To nie był dobry początek festiwalu. Zaczynając od źle dostrojonego sprzętu muzycznego który na szybko był rozkładany dla śpiewaków aż po przeterminowane wino które zwalilo z nóg starego Jorgensona.
Pewna grupka wręcz śmiała się z zaistniałych sytuacji lecz też stawali zachować chodź odrobinę powagi, ale jak to mówił pewien człowiek "zasady odrzuć w kąt i powagę zaniechaj baw się póki świtu nie widać".
Nie wiedzieli wtedy o pozostawionych przez bliźniaków w domu wodzą "granatów" które czekały na swój piękny udział w przedstawieniu.

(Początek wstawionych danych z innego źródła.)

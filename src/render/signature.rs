// Signature and type formatting
//
// Turns the extractor's structured type records into TypeScript-like text.
// Output is plain text; escaping is left to the template.

use crate::model::{DocValue, Kind};

fn str_field<'a>(value: &'a DocValue, key: &str) -> Option<&'a str> {
    value.get(key).and_then(DocValue::as_str)
}

fn list_field<'a>(value: &'a DocValue, key: &str) -> &'a [DocValue] {
    value.get(key).and_then(DocValue::as_list).unwrap_or(&[])
}

fn join_types(types: &[DocValue], sep: &str) -> String {
    types.iter().map(format_type).collect::<Vec<_>>().join(sep)
}

/// Format a type record
pub fn format_type(ty: &DocValue) -> String {
    let name = || str_field(ty, "name").unwrap_or("unknown").to_string();

    match str_field(ty, "type") {
        Some("intrinsic") | Some("unknown") => name(),
        Some("reference") => {
            let args = list_field(ty, "typeArguments");
            if args.is_empty() {
                name()
            } else {
                format!("{}<{}>", name(), join_types(args, ", "))
            }
        }
        Some("array") => match ty.get("elementType") {
            Some(elem) => {
                let inner = format_type(elem);
                if needs_parens(elem) {
                    format!("({})[]", inner)
                } else {
                    format!("{}[]", inner)
                }
            }
            None => "unknown[]".to_string(),
        },
        Some("union") => join_types(list_field(ty, "types"), " | "),
        Some("intersection") => join_types(list_field(ty, "types"), " & "),
        Some("tuple") => format!("[{}]", join_types(list_field(ty, "elements"), ", ")),
        Some("literal") => match ty.get("value") {
            Some(v) => match v.as_str() {
                Some(s) => format!("\"{}\"", s),
                None => match v.to_json() {
                    serde_json::Value::Null => "null".to_string(),
                    other => other.to_string(),
                },
            },
            None => "undefined".to_string(),
        },
        Some("query") => match ty.get("queryType") {
            Some(q) => format!("typeof {}", format_type(q)),
            None => "unknown".to_string(),
        },
        Some("typeOperator") => {
            let operator = str_field(ty, "operator").unwrap_or("keyof");
            match ty.get("target") {
                Some(target) => format!("{} {}", operator, format_type(target)),
                None => operator.to_string(),
            }
        }
        Some("indexedAccess") => {
            let object = ty.get("objectType").map(format_type).unwrap_or_default();
            let index = ty.get("indexType").map(format_type).unwrap_or_default();
            format!("{}[{}]", object, index)
        }
        Some("conditional") => {
            let part = |key: &str| ty.get(key).map(format_type).unwrap_or_default();
            format!(
                "{} extends {} ? {} : {}",
                part("checkType"),
                part("extendsType"),
                part("trueType"),
                part("falseType")
            )
        }
        Some("predicate") => {
            let target = ty.get("targetType").map(format_type);
            let asserts = ty
                .get("asserts")
                .and_then(DocValue::as_bool)
                .unwrap_or(false);
            match (asserts, target) {
                (true, Some(t)) => format!("asserts {} is {}", name(), t),
                (true, None) => format!("asserts {}", name()),
                (false, Some(t)) => format!("{} is {}", name(), t),
                (false, None) => "boolean".to_string(),
            }
        }
        Some("reflection") => match ty.get("declaration") {
            Some(decl) => format_declaration(decl),
            None => "object".to_string(),
        },
        _ => str_field(ty, "name").unwrap_or("unknown").to_string(),
    }
}

fn needs_parens(ty: &DocValue) -> bool {
    matches!(
        str_field(ty, "type"),
        Some("union") | Some("intersection") | Some("conditional")
    ) || (str_field(ty, "type") == Some("reflection")
        && ty
            .get_path(["declaration", "signatures"])
            .is_some_and(|s| s.as_list().is_some_and(|l| !l.is_empty())))
}

// Inline object or function type
fn format_declaration(decl: &DocValue) -> String {
    if let Some(sig) = list_field(decl, "signatures").first() {
        let ret = sig.get("type").map(format_type).unwrap_or_else(|| "void".to_string());
        return format!("({}) => {}", format_parameters(sig), ret);
    }

    let fields: Vec<String> = list_field(decl, "children")
        .iter()
        .map(|child| {
            let name = str_field(child, "name").unwrap_or("?");
            let optional = child
                .get_path(["flags", "isOptional"])
                .and_then(DocValue::as_bool)
                .unwrap_or(false);
            let ty = child.get("type").map(format_type).unwrap_or_else(|| "any".to_string());
            format!("{}{}: {}", name, if optional { "?" } else { "" }, ty)
        })
        .collect();

    if fields.is_empty() {
        "object".to_string()
    } else {
        format!("{{ {} }}", fields.join("; "))
    }
}

fn format_parameters(sig: &DocValue) -> String {
    list_field(sig, "parameters")
        .iter()
        .map(|param| {
            let flag = |key: &str| {
                param
                    .get_path(["flags", key])
                    .and_then(DocValue::as_bool)
                    .unwrap_or(false)
            };
            let name = str_field(param, "name").unwrap_or("arg");
            let ty = param.get("type").map(format_type).unwrap_or_else(|| "any".to_string());
            let rest = if flag("isRest") { "..." } else { "" };
            let optional = if flag("isOptional") || param.get("defaultValue").is_some() {
                "?"
            } else {
                ""
            };
            format!("{}{}{}: {}", rest, name, optional, ty)
        })
        .collect::<Vec<_>>()
        .join(", ")
}

fn format_type_parameters(sig: &DocValue) -> String {
    // Older extractor output uses the singular key.
    let params = match list_field(sig, "typeParameters") {
        [] => list_field(sig, "typeParameter"),
        params => params,
    };
    if params.is_empty() {
        return String::new();
    }
    let names: Vec<String> = params
        .iter()
        .map(|p| {
            let name = str_field(p, "name").unwrap_or("T");
            match p.get("type") {
                Some(constraint) => format!("{} extends {}", name, format_type(constraint)),
                None => name.to_string(),
            }
        })
        .collect();
    format!("<{}>", names.join(", "))
}

/// Format a signature record, or the declaration line of a value-like
/// member (property, variable, parameter, enum member, type alias, accessor)
pub fn format_signature(sig: &DocValue) -> String {
    let name = str_field(sig, "name").unwrap_or("");
    let kind = Kind::from_value(sig.get("kind"));
    let ret = sig.get("type").map(format_type);

    match kind {
        Kind::ConstructorSignature => format!(
            "new {}{}({})",
            name.trim_start_matches("new "),
            format_type_parameters(sig),
            format_parameters(sig)
        ),
        Kind::Property | Kind::Variable | Kind::Parameter => {
            let optional = sig
                .get_path(["flags", "isOptional"])
                .and_then(DocValue::as_bool)
                .unwrap_or(false);
            let ty = ret.unwrap_or_else(|| "any".into());
            format!("{}{}: {}", name, if optional { "?" } else { "" }, ty)
        }
        Kind::EnumMember => match ret {
            Some(value) => format!("{} = {}", name, value),
            None => name.to_string(),
        },
        Kind::TypeAlias => format!(
            "type {}{} = {}",
            name,
            format_type_parameters(sig),
            ret.unwrap_or_else(|| "unknown".into())
        ),
        Kind::Accessor => {
            // Newer extractor output stores a single record, older a list.
            let getter = sig.get("getSignature").and_then(|g| match g {
                DocValue::List(items) => items.first(),
                other => Some(other),
            });
            match getter.and_then(|g| g.get("type")) {
                Some(ty) => format!("get {}(): {}", name, format_type(ty)),
                None => name.to_string(),
            }
        }
        Kind::GetSignature => format!("get {}(): {}", name, ret.unwrap_or_else(|| "any".into())),
        Kind::SetSignature => format!("set {}({})", name, format_parameters(sig)),
        _ => {
            let head = format!(
                "{}{}({})",
                name,
                format_type_parameters(sig),
                format_parameters(sig)
            );
            match ret {
                Some(r) => format!("{}: {}", head, r),
                None => head,
            }
        }
    }
}
// Documentation object model

pub mod node;
pub mod value;

pub use node::{BlockTag, Category, Comment, DocNode, Kind, Visibility};
pub use value::{DocValue, Scalar};
// Cross-reference markup
//
// References are emitted as hover spans keyed by the full dotted path. The
// host's cross-reference pass turns them into links; nothing here checks
// that the target exists.

use std::fmt;

/// Separator between references rendered by [`multi_crossref`]
pub const CROSSREF_SEPARATOR: &str = ", ";

/// A reference to a documented symbol
#[derive(Debug, Clone, PartialEq, Eq)]
pub struct CrossReference {
    pub full_path: String,
    pub label: String,
}

impl CrossReference {
    /// Build a reference. With `brief`, the label is the last dotted segment.
    pub fn new(path: &str, brief: bool) -> Self {
        let label = if brief {
            path.rsplit('.').next().unwrap_or(path)
        } else {
            path
        };
        Self {
            full_path: path.to_string(),
            label: label.to_string(),
        }
    }
}

impl fmt::Display for CrossReference {
    fn fmt(&self, f: &mut fmt::Formatter<'_>) -> fmt::Result {
        write!(
            f,
            "<span data-autorefs-optional-hover=\"{}\">{}</span>",
            html_escape(&self.full_path),
            html_escape(&self.label)
        )
    }
}

/// Render a single cross-reference
pub fn crossref(path: &str, brief: bool) -> String {
    CrossReference::new(path, brief).to_string()
}

/// Render references for each path in order, joined by [`CROSSREF_SEPARATOR`]
pub fn multi_crossref<I, S>(paths: I, brief: bool) -> String
where
    I: IntoIterator<Item = S>,
    S: AsRef<str>,
{
    paths
        .into_iter()
        .map(|p| crossref(p.as_ref(), brief))
        .collect::<Vec<_>>()
        .join(CROSSREF_SEPARATOR)
}

/// Escape HTML special characters
pub fn html_escape(s: &str) -> String {
    s.replace('&', "&amp;")
        .replace('<', "&lt;")
        .replace('>', "&gt;")
        .replace('"', "&quot;")
        .replace('\'', "&#39;")
}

Ubaw rozpoczął się nagle gdy wikingowie zaczęli grać, pijąc i śmiejąc się na całą twierdzę. Oczywistym było to że każdy chciał do nich dołączyć, oczywiście byli też tacy którzy zamiast takich ubaw woleli skakać i tańczyć radośnie na środku twierdzy. Nawet Stoik po wypiciu kilku głębszych zaczął się uśmiechać od ucha do ucha.
W całej tej zabawie była jednak pewna znużona dwójka. On, czyli tajemniczy przybysz oraz ona Blondwłosa dziewczyna która starannie obserwowała chłopaka.
Widząc jak ten ukradkiem wychodzi z twierdzy postanowiła ruszyć za nim, jednakże gdy opuściła twierdzę jego już nie było. To było niesamowite jak szybko on pojawiał się i znikał.
Rozglądała się z nadzieją że gdzieś go dostrzeże ale było już za ciemno by to zrobić. Nadzieja matka głupich więc po prostu wróciła do twierdzy by znów wysłuchać opowieści przybyłych handlarzy. Przynajmniej one mają więcej sensu niż wojna na słowa Bliźniaków i Smarka.
--
Tymczasem chłopak siedział w kuźni zaczynając pracę nad lotką, ważne było to że Pyskacz przyniósł mu wszystko co potrzebował jakieś pół godziny przed wyjściem na festiwal więc mógł robić wszystko w spokoju.
Gdy drzwi z hukiem się otworzyły szatyn wręcz zawył z przerażenia patrząc na czarną sylwetkę.
- Szczerbatek!? - Zapytał widząc swoją przerośniętą dzidzie. Prawie zapomniał o tym że rano nie przytargał mu kosza z rybami. - Co tu robisz kolego? - dodałem drapiąc go po brodzie, to ważny moment by podrapac go po jego ulubionym miejscu inaczej staje się obrażoną dzidzią.
Drapiąc go wstał lekko i przytulając się do niego wyszeptał mu na ucho kilka słów. Smok chyba od razu zrozumiał bo od razu wyleciał z wiszącym językiem w stronę magazynu z rybami. Wiedział że nie musi się obawiać albowiem wikingowie biesiadują a zresztą i tak będą w takim stanie że nie ma szans by ktokolwiek go zauważył.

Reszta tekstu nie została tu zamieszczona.